Le panafricanisme n’est plus l’apanage des vieux sages ou des figures historiques. Sur les campus, dans les incubateurs, sur les réseaux sociaux, une nouvelle génération d’Africains réinvente le rêve d’unité et d’émancipation. Leurs outils ? La technologie, l’entrepreneuriat, la culture, l’activisme citoyen. Leur horizon ? Un continent qui s’assume, qui dialogue et qui refuse la fatalité.

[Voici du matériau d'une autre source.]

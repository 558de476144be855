//! One remote-shell session: a single transport subprocess, run to
//! completion under a hard wall-clock timeout.

use std::process::{ExitStatus, Stdio};
use std::time::Duration;

use futures::future::join3;
use tokio::io::AsyncWriteExt;
use tokio::process::Command;
use tracing::debug;

use crate::capture::{Captured, OutputCapture};
use crate::error::{MonitorError, Result};

/// How much of each output stream to keep.
#[derive(Debug, Clone, Copy)]
pub struct CaptureLimits {
    pub stdout_cap: usize,
    /// Bytes kept from the end of stdout once the cap is exceeded.
    pub stdout_tail: usize,
    pub stderr_cap: usize,
}

impl CaptureLimits {
    pub fn uniform(cap: usize) -> Self {
        Self {
            stdout_cap: cap,
            stdout_tail: 0,
            stderr_cap: cap,
        }
    }
}

#[derive(Debug)]
pub struct SessionOutput {
    pub status: ExitStatus,
    pub stdout: Captured,
    pub stderr: Captured,
}

impl SessionOutput {
    pub fn success(&self) -> bool {
        self.status.success()
    }

    /// The failure for a non-zero exit, with the session's own diagnostics.
    pub fn exit_error(&self) -> MonitorError {
        MonitorError::exited(
            self.status.code(),
            &self.stderr.render_all(),
            &self.stdout.render_all(),
        )
    }
}

pub(crate) fn program_name(cmd: &Command) -> String {
    cmd.as_std().get_program().to_string_lossy().into_owned()
}

/// Spawns `cmd`, writes `input` to its stdin (if any), captures stdout and
/// stderr, and waits for it to exit. On timeout the subprocess is killed.
pub async fn run(
    mut cmd: Command,
    input: Option<&[u8]>,
    limits: CaptureLimits,
    timeout: Duration,
) -> Result<SessionOutput> {
    let program = program_name(&cmd);
    cmd.stdin(if input.is_some() {
        Stdio::piped()
    } else {
        Stdio::null()
    })
    .stdout(Stdio::piped())
    .stderr(Stdio::piped())
    .kill_on_drop(true);

    let mut child = cmd
        .spawn()
        .map_err(|source| MonitorError::Spawn { program, source })?;
    let stdin = child.stdin.take();
    let stdout = child.stdout.take();
    let stderr = child.stderr.take();

    let mut out = OutputCapture::new(limits.stdout_cap, limits.stdout_tail);
    let mut err = OutputCapture::new(limits.stderr_cap, 0);

    let io = async {
        let feed = async {
            match (stdin, input) {
                (Some(mut pipe), Some(data)) => {
                    let written = pipe.write_all(data).await;
                    // Dropping the pipe closes it, signalling end of input.
                    drop(pipe);
                    match written {
                        // The remote side may exit without reading everything.
                        Err(e) if e.kind() == std::io::ErrorKind::BrokenPipe => Ok(()),
                        other => other,
                    }
                }
                _ => Ok(()),
            }
        };
        let read_out = async {
            match stdout {
                Some(pipe) => out.read_from(pipe).await,
                None => Ok(()),
            }
        };
        let read_err = async {
            match stderr {
                Some(pipe) => err.read_from(pipe).await,
                None => Ok(()),
            }
        };
        let (fed, read_out, read_err) = join3(feed, read_out, read_err).await;
        fed?;
        read_out?;
        read_err?;
        child.wait().await
    };

    let outcome = tokio::time::timeout(timeout, io).await;
    match outcome {
        Ok(Ok(status)) => Ok(SessionOutput {
            status,
            stdout: out.finish(),
            stderr: err.finish(),
        }),
        Ok(Err(e)) => {
            let _ = child.start_kill();
            Err(MonitorError::Io(e))
        }
        Err(_) => {
            debug!("session exceeded {:?}, killing subprocess", timeout);
            let _ = child.start_kill();
            let _ = child.wait().await;
            Err(MonitorError::TimedOut)
        }
    }
}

À Lagos, la start-up d’Adaora Eze, 26 ans, développe une application pour connecter les jeunes entrepreneurs africains à des mentors du continent entier. À Dakar, Fatou Diop, 23 ans, anime un podcast sur la décolonisation des imaginaires et la fierté noire. À Nairobi, le collectif « Green Africa Youth » mobilise des milliers de volontaires pour reboiser les banlieues et lutter contre la pollution plastique. Chacun à sa manière, ces jeunes incarnent le renouveau d’un panafricanisme pragmatique, inclusif et ouvert sur le monde.
Leurs revendications ne sont plus seulement politiques. Elles touchent à l’économie, à la justice climatique, à l’égalité des genres, à la liberté d’expression. Le panafricanisme version 2025 se conjugue au féminin : la Nigériane Ngozi Okonjo-Iweala à la tête de l’OMC, la Kényane Lupita Nyong’o à Hollywood, la Malienne Oumou Sangaré sur les scènes du monde. Les femmes prennent la parole, investissent la sphère publique et inspirent la jeunesse.

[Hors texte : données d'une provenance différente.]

//! Remote-shell transport.
//!
//! Every remote operation is one short-lived `ssh` (or `sftp`) subprocess.
//! The `Transport` trait is the seam between the operations and the actual
//! binaries, so the operations can be driven by a local shell in tests.

use tokio::process::Command;

use crate::config::TransportSettings;
use crate::host::HostTarget;

pub trait Transport: Send + Sync {
    /// A command that runs `remote_command` on `host` through the remote shell.
    fn exec(&self, host: &HostTarget, remote_command: &str) -> Command;

    /// A batch-mode file transfer session with `host`. The batch script is
    /// written to the child's stdin.
    fn batch_transfer(&self, host: &HostTarget) -> Command;
}

/// Builds argument vectors for `ssh` and `sftp` invocations.
#[derive(Debug, Clone)]
pub struct TransportCommandBuilder {
    settings: TransportSettings,
}

impl TransportCommandBuilder {
    pub fn new(settings: TransportSettings) -> Self {
        Self { settings }
    }

    pub fn settings(&self) -> &TransportSettings {
        &self.settings
    }

    /// Options shared by `ssh` and `sftp`.
    fn common_options(&self, host: &HostTarget) -> Vec<String> {
        let mut args = vec![];
        if let Some(config) = &self.settings.config_file {
            args.push("-F".to_string());
            args.push(config.display().to_string());
        }
        let mut options = vec![
            "BatchMode=yes".to_string(),
            format!(
                "ConnectTimeout={}",
                self.settings.connect_timeout.as_secs().max(1)
            ),
            "ForwardAgent=no".to_string(),
            "ForwardX11=no".to_string(),
            "ClearAllForwardings=yes".to_string(),
        ];
        if let Some(reuse) = &self.settings.reuse {
            options.push("ControlMaster=auto".to_string());
            options.push(format!("ControlPersist={}", reuse.persist));
            options.push(format!("ControlPath={}", reuse.control_path));
        }
        if let Some(user) = self.user_for(host) {
            options.push(format!("User={}", user));
        }
        for option in options {
            args.push("-o".to_string());
            args.push(option);
        }
        args
    }

    fn user_for<'a>(&'a self, host: &'a HostTarget) -> Option<&'a str> {
        host.user
            .as_deref()
            .or(self.settings.default_user.as_deref())
            .filter(|user| !user.is_empty())
    }

    /// Arguments for `ssh` running `remote_command` on `host`.
    pub fn ssh_args(&self, host: &HostTarget, remote_command: &str) -> Vec<String> {
        let mut args = self.common_options(host);
        // No agent, X11 or tty.
        args.extend(["-a", "-x", "-T"].map(String::from));
        args.push("--".to_string());
        args.push(host.alias.clone());
        args.push(remote_command.to_string());
        args
    }

    /// Arguments for a batch `sftp` session reading its script from stdin.
    pub fn sftp_args(&self, host: &HostTarget) -> Vec<String> {
        let mut args = self.common_options(host);
        args.extend(["-q", "-b", "-"].map(String::from));
        args.push("--".to_string());
        args.push(host.alias.clone());
        args
    }
}

/// The production transport: the system `ssh` and `sftp` binaries.
#[derive(Debug, Clone)]
pub struct SshTransport {
    builder: TransportCommandBuilder,
}

impl SshTransport {
    pub fn new(settings: TransportSettings) -> Self {
        Self {
            builder: TransportCommandBuilder::new(settings),
        }
    }
}

impl Transport for SshTransport {
    fn exec(&self, host: &HostTarget, remote_command: &str) -> Command {
        let mut cmd = Command::new(&self.builder.settings().ssh_program);
        cmd.args(self.builder.ssh_args(host, remote_command));
        cmd
    }

    fn batch_transfer(&self, host: &HostTarget) -> Command {
        let mut cmd = Command::new(&self.builder.settings().sftp_program);
        cmd.args(self.builder.sftp_args(host));
        cmd
    }
}

/// Quotes `s` for a POSIX shell.
pub fn sh_quote(s: &str) -> String {
    if !s.is_empty()
        && s.bytes()
            .all(|b| b.is_ascii_alphanumeric() || b"-_./,:@%+=".contains(&b))
    {
        return s.to_string();
    }
    format!("'{}'", s.replace('\'', r"'\''"))
}

/// Quotes `s` for an sftp batch script line.
pub fn sftp_quote(s: &str) -> String {
    format!("\"{}\"", s.replace('\\', r"\\").replace('"', "\\\""))
}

La mondialisation numérique accélère la circulation des idées. Sur Twitter, TikTok ou WhatsApp, les hashtags #AfricaRising, #DecolonizeAfrica, #BlackExcellence fédèrent des millions d’internautes. Les débats sur la restitution des œuvres d’art, sur la souveraineté alimentaire ou sur la monnaie unique de la CEDEAO enflamment la toile. Les influenceurs panafricains, comme l’Ivoirien Steven Nduku ou la Sud-Africaine Zanele Mthembu, mobilisent des communautés transfrontalières et bousculent les stéréotypes.
L’activisme ne se limite pas au virtuel.
Les mouvements citoyens, de Y’en a Marre au Sénégal à Balai Citoyen au Burkina Faso, continuent de peser sur la vie politique. En 2024, la mobilisation des jeunes a été décisive dans les élections au Sénégal, au Nigeria ou au Ghana. Les manifestations contre la corruption, pour la protection de l’environnement ou contre les violences policières témoignent d’une conscience politique aiguisée.

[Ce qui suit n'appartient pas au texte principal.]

//! gpumon: agentless GPU monitoring and light administration over SSH.

// Serde helper module.
mod serde;
// Command line arguments and configuration.
pub mod config;
// Error handling.
pub mod error;
// How to resolve and represent hosts.
pub mod host;
// ssh/sftp invocations.
pub mod transport;
// Bounded output capture.
pub mod capture;
// One subprocess, run under a timeout.
pub mod session;
// Exit code and cwd recovery from stdout.
pub mod framer;
// Remote command execution.
pub mod exec;
// nvidia-smi status snapshots.
pub mod gpu;
// Compute processes per GPU.
pub mod procs;
// Multi-host fan-out.
pub mod aggregator;
// Shell completion.
pub mod completion;
// Uploads and downloads.
pub mod transfer;
// Operations facade.
pub mod monitor;

#[cfg(test)]
mod test_support;

pub use aggregator::ConcurrentStatusAggregator;
pub use completion::{CompletionMode, CompletionQuery, CompletionResult, CompletionService};
pub use config::{Config, Mode, ReuseSettings, Settings, Timeouts, TransportSettings};
pub use error::MonitorError;
pub use exec::{CommandInvocation, ExecutionResult, RemoteCommandExecutor};
pub use framer::{Marker, MarkerFramer};
pub use gpu::{GpuReading, HostStatus, Summary};
pub use host::{resolve_target, HostTarget, HostsFile, Inventory, SshConfigInventory};
pub use monitor::Monitor;
pub use procs::{GpuProcesses, HostProcesses, ProcessAttributor, ProcessEntry};
pub use transfer::{FileTransferManager, StagedDownload, TransferOutcome};
pub use transport::{SshTransport, Transport, TransportCommandBuilder};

L’économie n’est pas en reste. Les jeunes entrepreneurs panafricains misent sur l’innovation, la tech, l’agroécologie et la finance inclusive pour créer des emplois et valoriser les ressources locales. Le succès de la ZLECAf (Zone de libre-échange continentale africaine) nourrit l’espoir d’un marché commun africain, capable de rivaliser avec l’Europe ou l’Asie. Les start-up, de Flutterwave à Jumia, prouvent que l’Afrique peut inventer ses propres modèles.
La culture est aussi un terrain de reconquête. Musique, cinéma, littérature, mode : la créativité africaine rayonne à l’international. Les festivals panafricains, de FESPACO à la Biennale de Dakar, sont des vitrines de la diversité et de l’excellence. Les artistes s’emparent des questions de mémoire, d’identité et de transmission. Le panafricanisme culturel s’affirme comme un moteur de fierté et de cohésion.
Mais les défis restent immenses. Les inégalités, le chômage, les conflits, les migrations forcées, la crise climatique pèsent sur la jeunesse. Les institutions panafricaines, comme l’Union africaine, peinent parfois à incarner le renouveau espéré. Pourtant, l’énergie, la créativité et la détermination des jeunes Africains ouvrent des perspectives inédites. Le panafricanisme du XXIe siècle ne se contente plus de rêver l’unité : il la construit, jour après jour, sur le terrain et dans les esprits.